Preservation of macroparasite species via classic plastination: an evaluation.

Plastination is a preservation method for biological specimens, with important advantages over classic conservation techniques with formaldehyde or alcohol. Plastinated specimens are dry, odourless, and free of carcinogenic and toxic solutions. There are only few references about the plastination of parasites. Moreover, there is no information on the effect of plastination on the morphology and morphometry of these animals.
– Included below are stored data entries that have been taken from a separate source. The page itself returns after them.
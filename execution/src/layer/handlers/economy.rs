use super::super::*;
use arcade_types::casino::{
    CRIME_COOLDOWN_SECS, CRIME_PENALTY, CRIME_REWARD_MAX, CRIME_REWARD_MIN, CRIME_SUCCESS_PERCENT,
    DAILY_COOLDOWN_SECS, DAILY_REWARD, MIN_TRANSFER, WORK_COOLDOWN_SECS, WORK_REWARD_MAX,
    WORK_REWARD_MIN,
};

impl Layer {
    // === Economy Handler Methods ===

    /// Start the action's cooldown, or report how long is left on it.
    fn start_cooldown(
        &self,
        caller: &AccountId,
        action: &str,
        duration_secs: u64,
    ) -> Result<(), Rejection> {
        self.cooldowns
            .try_arm(caller, action, duration_secs)
            .map(|_| ())
            .map_err(|remaining_secs| Rejection::CooldownActive {
                action: action.to_string(),
                remaining_secs,
            })
    }

    pub(in crate::layer) async fn handle_profile(
        &self,
        caller: &AccountId,
        account: Option<AccountId>,
    ) -> Result<Settled, Rejection> {
        let account = account.unwrap_or_else(|| caller.clone());
        if account.is_pool() {
            return Err(Rejection::invalid("pools have no profile"));
        }
        Ok(Settled::neutral(Event::Profile {
            balance: self.ledger.balance(&account).await,
            buffs: self.buffs.active(&account),
            items: self.inventory.count(&account),
            account,
        }))
    }

    pub(in crate::layer) async fn handle_transfer(
        &self,
        caller: &AccountId,
        to: &AccountId,
        amount: Amount,
    ) -> Result<Settled, Rejection> {
        if amount < MIN_TRANSFER {
            return Err(Rejection::invalid(format!(
                "transfers start at {MIN_TRANSFER} points"
            )));
        }
        if to.is_pool() {
            return Err(Rejection::invalid("use a pool deposit to fund a pool"));
        }
        if !self.ledger.transfer(caller, to, amount).await? {
            return Err(Rejection::InsufficientFunds {
                balance: self.ledger.balance(caller).await,
                required: amount,
            });
        }
        info!(from = %caller, %to, amount, "transfer");
        Ok(Settled::debit(
            Event::Transferred {
                to: to.clone(),
                amount,
            },
            amount,
        ))
    }

    pub(in crate::layer) async fn handle_crime(
        &self,
        caller: &AccountId,
    ) -> Result<Settled, Rejection> {
        self.start_cooldown(caller, "crime", CRIME_COOLDOWN_SECS)?;
        let mut rng = self.fork_rng();
        if rng.chance_percent(CRIME_SUCCESS_PERCENT) {
            let amount = rng.range_inclusive(CRIME_REWARD_MIN, CRIME_REWARD_MAX);
            self.ledger.credit(caller, amount).await?;
            return Ok(Settled::credit(
                Event::CrimeCommitted {
                    success: true,
                    amount,
                },
                amount,
            ));
        }

        // The fine never takes the balance below zero.
        let taken = self.ledger.debit_up_to(caller, CRIME_PENALTY).await;
        Ok(Settled::debit(
            Event::CrimeCommitted {
                success: false,
                amount: taken,
            },
            taken,
        ))
    }

    pub(in crate::layer) async fn handle_daily(
        &self,
        caller: &AccountId,
    ) -> Result<Settled, Rejection> {
        self.start_cooldown(caller, "daily", DAILY_COOLDOWN_SECS)?;
        self.ledger.credit(caller, DAILY_REWARD).await?;
        Ok(Settled::credit(
            Event::DailyClaimed {
                amount: DAILY_REWARD,
            },
            DAILY_REWARD,
        ))
    }

    pub(in crate::layer) async fn handle_work(
        &self,
        caller: &AccountId,
    ) -> Result<Settled, Rejection> {
        self.start_cooldown(caller, "work", WORK_COOLDOWN_SECS)?;
        let amount = self
            .fork_rng()
            .range_inclusive(WORK_REWARD_MIN, WORK_REWARD_MAX);
        self.ledger.credit(caller, amount).await?;
        Ok(Settled::credit(Event::WorkPaid { amount }, amount))
    }

    pub(in crate::layer) async fn handle_leaderboard(&self) -> Result<Settled, Rejection> {
        Ok(Settled::neutral(Event::Leaderboard(self.ledger.top().await)))
    }
}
The aim of this study was to define a plastination protocol to preserve various species of parasites, namely the nematodes Parascaris equorum (Goeze, 1782); Ascaris suum Goeze, 1782 and Dirofilaria immitis (Leidy, 1856); the acanthecephalan Macracanthorhynchus hirudinaceus (Pallas, 1781); the trematodes Fasciola hepatica Linnaeus, 1758 and Dicrocoelium dendriticum (Rudolphi, 1819) and the tapeworm Taenia sp. in the best morphological and morphometric conditions. Results showed that some individuals suffered collapse (P. equorum, A. suum, and D. dendriticum). However, other parasites presented good results with almost no change after plastination (D. immitis, M. hirudinaceus and F. hepatica). In conclusion, conventional plastination allowed anatomical preservation of all helminths tested, but modifications to the protocol are needed to prevent collapse.